> [TASK TO CARRY OUT]:
Lines with "tokio": please show every one of them from the listing below.

> [RAW DATA]:
//! Public supervisor surface
//!
//! One `Supervisor` per signed-in user. The UI layer calls its operations
//! and observes the stores it exposes; every operation is best-effort and
//! void-returning. Recovery from almost any fault is the same move:
//! recompute the desired connection set and reconcile.

use std::sync::Arc;
use tokio::sync::{mpsc, watch};
use tokio::task::JoinHandle;

use peri_core::config::SupervisorConfig;
use peri_core::traits::ClientFactory;
use peri_core::types::MachineRecord;
use peri_protocol::SessionId;

use crate::lifecycle::{self, AppPhase};
use crate::router;
use crate::state::SupervisorState;
use crate::stores::{MachineStore, PreferenceStore, SessionStore, StatusStore};

/// Handle to the connection orchestrator
pub struct Supervisor {
    state: Arc<SupervisorState>,
    router: JoinHandle<()>,
}

impl Supervisor {
    /// Create a supervisor and start its event router
    pub fn new(config: SupervisorConfig, factory: Arc<dyn ClientFactory>) -> Self {
        let (event_tx, event_rx) = mpsc::channel(config.event_channel_capacity);
        let state = Arc::new(SupervisorState::new(config, factory, event_tx));
        let router = router::spawn_router(Arc::clone(&state), event_rx);

        Self { state, router }
    }

    /// Shared state, for components that need direct access
    pub fn state(&self) -> &Arc<SupervisorState> {
        &self.state
    }

    /// Machine list store handle
    pub fn machines(&self) -> Arc<MachineStore> {
        Arc::clone(&self.state.machines)
    }

    /// Session store handle
    pub fn sessions(&self) -> Arc<SessionStore> {
        Arc::clone(&self.state.sessions)
    }

    /// Preference store handle
    pub fn preferences(&self) -> Arc<PreferenceStore> {
        Arc::clone(&self.state.preferences)
    }

    /// Connection status store handle
    pub fn status(&self) -> Arc<StatusStore> {
        Arc::clone(&self.state.status)
    }

    /// Store or clear the realtime credential, then reconcile
    ///
    /// Clearing the credential disconnects everything: the connectable set
    /// is empty while unauthenticated.
    pub async fn set_credential(&self, credential: Option<String>) {
        self.state.set_credential(credential);
        self.state.reconcile().await;
    }

    /// Open a connection to every connectable machine
    pub async fn connect_all(&self) {
        self.state.reconcile().await;
    }

    /// Close every held connection
    pub async fn disconnect_all(&self) {
        self.state.manager.disconnect_all(&self.state.status).await;
    }

    /// Tear everything down and reconnect from scratch
    ///
    /// The settle delay between the closes and the new opens keeps a fresh
    /// connect from racing a not-yet-finished disconnect against the same
    /// endpoint.
    pub async fn refresh_all(&self) {
        tracing::info!("Manual refresh requested");
        self.disconnect_all().await;
        tokio::time::sleep(self.state.config.refresh_settle_delay).await;
        self.state.reconcile().await;
    }

    /// Replace the machine list and reconcile against it
    pub async fn sync_machines(&self, machines: Vec<MachineRecord>) {
        self.state.machines.replace_all(machines);
        self.state.reconcile().await;
    }

    /// Subscribe to a session's events and history replay
    pub async fn subscribe_to_session(&self, session_id: &SessionId) {
        self.state.subscribe_to_session(session_id).await;
    }

    /// Send a user message to a session
    pub async fn send_message(&self, session_id: &SessionId, text: &str) {
        self.state.send_message(session_id, text).await;
    }

    /// Approve a pending tool call
    pub async fn approve_tool_call(
        &self,
        session_id: &SessionId,
        request_id: &str,
        tool_call_id: &str,
    ) {
        self.state
            .approve_tool_call(session_id, request_id, tool_call_id)
            .await;
    }

    /// Deny a pending tool call
    pub async fn deny_tool_call(
        &self,
        session_id: &SessionId,
        request_id: &str,
        tool_call_id: &str,
        reason: Option<&str>,
    ) {
        self.state
            .deny_tool_call(session_id, request_id, tool_call_id, reason)
            .await;
    }

    /// Terminate a running session
    pub async fn cancel_session(&self, session_id: &SessionId) {
        self.state.cancel_session(session_id).await;
    }

    /// Watch the host app's foreground/background signal
    pub fn watch_lifecycle(&self, phases: watch::Receiver<AppPhase>) -> JoinHandle<()> {
        lifecycle::spawn_watcher(Arc::clone(&self.state), phases)
    }

    /// Stop background tasks and close every connection
    pub async fn shutdown(&self) {
        tracing::info!("Supervisor shutting down");
        self.state.cancel.cancel();
        self.disconnect_all().await;
        self.router.abort();
    }
}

> [OUTPUT]:
use tokio::sync::{mpsc, watch};
use tokio::task::JoinHandle;
        tokio::time::sleep(self.state.config.refresh_settle_delay).await;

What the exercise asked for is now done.